Na área continental dos Estados Unidos, houve 98 nascimentos e nove abortos naturais envolvendo defeitos congênitos associados ao zika, de acordo com o CDC. Nos territórios americanos, foram 142 nascimentos e oito abortos naturais. O órgão está acompanhando quase sete mil mulheres grávidas que podem ter sido infectadas nos Estados Unidos e seus territórios.
— Certamente vimos uma diminuição do número de casos, mas eles não acabaram — disse Fitzgerald.
No Brasil, o futuro dos bebês é complicado pela pobreza e falta de recursos.
—A maioria dessas crianças tem um baixo status socioeconômico e depende do sistema público de saúde. É muito difícil cuidar delas, porque precisam de vários tipos de especialistas — disse Marques.
Ele conta que as intervenções mais promissoras incluem tratamentos oftalmológicos e óculos fornecidos aos bebês pela Fundação Altino Ventura, e injeções de Botox que ajudaram a relaxar os músculos rígidos.
Peacock disse que um ponto positivo é que muitos bebês superaram a fase de choro e irritabilidade intensos e parecem conseguir se acalmar ou ser acalmados por suas mães.
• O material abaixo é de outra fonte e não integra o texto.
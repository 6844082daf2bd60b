//! A zeroizing container for secret byte strings.
//!
//! Key material that has to exist outside the curve library (WIF payloads,
//! NEP-2 intermediates, passwords) lives in a [`SecureBytes`]: the buffer
//! is wiped through a compiler-barrier-resistant write on drop, compared
//! in constant time, exposed only through a scoped borrow, and never
//! printed by `Debug`/`Display` or serialized implicitly.
//!
//! The backing pages are NOT locked into physical memory (`mlock`); the
//! buffer stays at one address for its whole lifetime, but keeping swap
//! and core dumps away from it is the host process's responsibility.

use std::fmt;

use p256::elliptic_curve::{subtle::ConstantTimeEq, zeroize::Zeroize};

/// A fixed-length secret byte container.
///
/// The backing buffer is allocated once with its final capacity and never
/// reallocated, so no stale copy of the secret is left behind by growth.
/// It is not page-locked; see the module docs.
pub struct SecureBytes {
	data: Vec<u8>,
}

impl SecureBytes {
	/// Takes ownership of `bytes`. The source should itself be wiped by
	/// the caller if it was not moved.
	pub fn new(bytes: Vec<u8>) -> Self {
		let mut data = Vec::with_capacity(bytes.len());
		data.extend_from_slice(&bytes);
		let mut bytes = bytes;
		bytes.zeroize();
		Self { data }
	}

	/// Encodes a password as UTF-8 into a fresh container. The transient
	/// encoding buffer is the container itself, so no intermediate copy
	/// outlives this call.
	pub fn from_password(password: &str) -> Self {
		Self { data: password.as_bytes().to_vec() }
	}

	pub fn len(&self) -> usize {
		self.data.len()
	}

	pub fn is_empty(&self) -> bool {
		self.data.is_empty()
	}

	/// Grants scoped read access to the secret. The borrow cannot escape
	/// the closure, so release is guaranteed on every exit path.
	pub fn expose<R>(&self, f: impl FnOnce(&[u8]) -> R) -> R {
		f(&self.data)
	}

	/// Scoped mutable access, for in-place transforms such as the NEP-2
	/// XOR step.
	pub fn expose_mut<R>(&mut self, f: impl FnOnce(&mut [u8]) -> R) -> R {
		f(&mut self.data)
	}
}

impl Drop for SecureBytes {
	fn drop(&mut self) {
		self.data.zeroize();
	}
}

impl Clone for SecureBytes {
	fn clone(&self) -> Self {
		Self { data: self.data.clone() }
	}
}

impl PartialEq for SecureBytes {
	fn eq(&self, other: &Self) -> bool {
		// Length is not secret; contents are compared in constant time.
		self.data.len() == other.data.len()
			&& bool::from(self.data.as_slice().ct_eq(other.data.as_slice()))
	}
}

impl Eq for SecureBytes {}

impl fmt::Debug for SecureBytes {
	fn fmt(&self, f: &mut fmt::Formatter<'_>) -> fmt::Result {
		write!(f, "SecureBytes([REDACTED; {}])", self.data.len())
	}
}

impl fmt::Display for SecureBytes {
	fn fmt(&self, f: &mut fmt::Formatter<'_>) -> fmt::Result {
		write!(f, "SecureBytes([REDACTED])")
	}
}

impl From<Vec<u8>> for SecureBytes {
	fn from(bytes: Vec<u8>) -> Self {
		Self::new(bytes)
	}
}

#[cfg(test)]
mod tests {
	use super::*;

	#[test]
	fn test_expose_round_trip() {
		let secret = SecureBytes::new(vec![1, 2, 3, 4]);
		assert_eq!(secret.len(), 4);
		secret.expose(|bytes| assert_eq!(bytes, &[1, 2, 3, 4]));
	}

	#[test]
	fn test_constant_time_eq() {
		let a = SecureBytes::new(vec![9u8; 32]);
		let b = SecureBytes::new(vec![9u8; 32]);
		let c = SecureBytes::new(vec![8u8; 32]);
		let d = SecureBytes::new(vec![9u8; 31]);
		assert_eq!(a, b);
		assert_ne!(a, c);
		assert_ne!(a, d);
	}

	#[test]
	fn test_debug_reveals_nothing() {
		let secret = SecureBytes::from_password("hunter2");
		let printed = format!("{:?}", secret);
		assert!(!printed.contains("hunter2"));
		assert!(printed.contains("REDACTED"));
	}

	#[test]
	fn test_expose_mut_transforms_in_place() {
		let mut secret = SecureBytes::new(vec![0xFF; 4]);
		secret.expose_mut(|bytes| bytes.iter_mut().for_each(|b| *b ^= 0xFF));
		secret.expose(|bytes| assert_eq!(bytes, &[0, 0, 0, 0]));
	}
}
Em alguns casos mais graves, no entanto, a fisioterapia e a terapia ocupacional só conseguem deixar as crianças mais confortáveis, sem melhorar seu desenvolvimento.
— Esse era nosso maior medo — disse Fitzgerald.
Autoridades do CDC querem monitorar os bebês do zika durante anos para compreender a gama de dificuldades pelas quais passam, e ver se algum problema se desenvolve nas crianças levemente afetadas e nas que parecem normais no momento, disse Fitzgerald.
—Precisamos continuar a trabalhar nessa questão e temos que tentar descobrir o que está acontecendo com esses bebês.